Coach-only. This is the lowest-guidance challenge in the curriculum by design — there is no starter file and no PLACEHOLDER moments. Your job is not to hand out a reference graph; it is to keep teams unblocked while they design it themselves. Resist the urge to paste the solution. The design is the learning.

What this challenge is really teaching

Tiers 1–2 prove a team can build one agent and make it act, prove it safe, observe it, and ship it. The capstone proves they can compose — the actual shape of production agentic systems. The leap is from “an agent” to “an org-chart of agents”: role decomposition, a router that decides, typed contracts between hops, fan-out/fan-in concurrency, and visual-first then traced debugging. Neither reference repo (FrontierWeekHack, azure-trust-agents) hands the org-chart to the learner — ATA ships a fixed fan-out, FWH a fixed portal DAG. The open-endedness is the point.

⚠️ Search-Before-Implement is a coach-enforced rule here. MAF is Oct-2025 and much of it is preview. The WorkflowBuilder method names, the executor/context API, and the Magentic manager class drift between versions. All code in this guide is illustrative. Send teams to microsoft-docs MCP and the foundry-workflows skill to confirm the current surface — do not let them (or you) treat these snippets as pinned fact.

The reference org-chart (for your eyes — don’t hand it out)

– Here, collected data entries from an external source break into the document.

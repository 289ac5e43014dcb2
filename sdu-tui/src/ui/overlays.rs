//! Overlay widgets: help and error history.

use ratatui::layout::Rect;
use ratatui::style::Modifier;
use ratatui::text::{Line, Span};
use ratatui::widgets::{Block, Borders, Clear, Paragraph};
use ratatui::Frame;

use crate::app::AppState;
use crate::theme::Theme;
use crate::ui::centered_rect;

/// Keyboard reference.
pub fn render_help(f: &mut Frame, area: Rect, app: &AppState) {
    let theme = &app.theme;
    let popup = centered_rect(70, 80, area);
    f.render_widget(Clear, popup);

    let block = Block::default()
        .borders(Borders::ALL)
        .border_style(theme.accent())
        .title(" Keys [any key closes] ")
        .title_style(theme.accent_bold());

    let mut lines: Vec<Line> = Vec::new();

    section(&mut lines, theme, "Global");
    key(&mut lines, theme, "Tab / Shift+Tab", "Next / previous screen");
    key(&mut lines, theme, "Ctrl+L", "Log out");
    key(&mut lines, theme, "Ctrl+T", "Toggle dark / light theme");
    key(&mut lines, theme, "Ctrl+E", "Error history");
    key(&mut lines, theme, "Ctrl+C / Ctrl+Q", "Quit");
    lines.push(Line::from(""));

    section(&mut lines, theme, "Dashboard");
    key(&mut lines, theme, "s / u / c", "Search, upload, CID lookup");
    lines.push(Line::from(""));

    section(&mut lines, theme, "Search");
    key(&mut lines, theme, "Enter", "Search by CPF");
    key(&mut lines, theme, "Up / Down", "Select a record");
    key(&mut lines, theme, "Ctrl+D", "Get the download link");
    lines.push(Line::from(""));

    section(&mut lines, theme, "Upload");
    key(&mut lines, theme, "Up / Down", "Move between fields");
    key(&mut lines, theme, "Space / Left / Right", "Change document type");
    key(&mut lines, theme, "Enter on File", "Read and attach the typed path");
    key(&mut lines, theme, "Enter / Ctrl+S", "Submit");
    lines.push(Line::from(""));

    section(&mut lines, theme, "CID");
    key(&mut lines, theme, "Enter", "Look up the typed code");

    f.render_widget(Paragraph::new(lines).block(block), popup);
}

/// Error history overlay.
pub fn render_error_history(f: &mut Frame, area: Rect, app: &AppState) {
    let theme = &app.theme;
    let popup = centered_rect(80, 70, area);
    f.render_widget(Clear, popup);

    let block = Block::default()
        .borders(Borders::ALL)
        .border_style(theme.negative())
        .title(format!(
            " Error History ({}) [Esc]close [j/k]scroll ",
            app.error_history.len()
        ))
        .title_style(theme.negative());

    let inner = block.inner(popup);
    f.render_widget(block, popup);

    if app.error_history.is_empty() {
        let text = Paragraph::new(Span::styled("No errors recorded.", theme.muted()));
        f.render_widget(text, inner);
        return;
    }

    let mut lines: Vec<Line> = Vec::new();
    for (i, err) in app
        .error_history
        .iter()
        .enumerate()
        .skip(app.error_scroll)
        .take(inner.height as usize)
    {
        let style = if i == app.error_scroll {
            theme.negative().add_modifier(Modifier::BOLD)
        } else {
            theme.muted()
        };
        lines.push(Line::from(vec![
            Span::styled(format!("[{}] ", err.timestamp.format("%H:%M:%S")), theme.muted()),
            Span::styled(format!("[{}] ", err.category.label()), theme.warning()),
            Span::styled(err.message.as_str(), style),
        ]));
        if !err.context.is_empty() {
            lines.push(Line::from(vec![
                Span::raw("  "),
                Span::styled(err.context.as_str(), theme.muted()),
            ]));
        }
    }

    f.render_widget(Paragraph::new(lines), inner);
}

fn section<'a>(lines: &mut Vec<Line<'a>>, theme: &Theme, title: &str) {
    lines.push(Line::from(Span::styled(title.to_string(), theme.accent_bold())));
}

fn key<'a>(lines: &mut Vec<Line<'a>>, theme: &Theme, keys: &str, desc: &str) {
    lines.push(Line::from(vec![
        Span::styled(format!("  {:>20}  ", keys), theme.accent()),
        Span::styled(desc.to_string(), theme.muted()),
    ]));
}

            student ─▶ TRIAGE/ROUTER (tool-less classifier, emits typed RouteDecision)
                          │
              ┌───────────┼───────────┐
              ▼           ▼           ▼
        KNOWLEDGE     ACTION      ESCALATION
        (Foundations  (Action     (tool-less
         KB agent)     Tools +     handoff)
                       approval)
              └───────────┼───────────┘
                          ▼
                     SYNTHESIZER (fan-in → one cited, governed answer)

  • Triage / Router — new, tool-less. Classifies the request and emits a typed routing decision (which specialists, why). This is the “decides routing” criterion — a hard-coded if is not a router; the classification must come from the model.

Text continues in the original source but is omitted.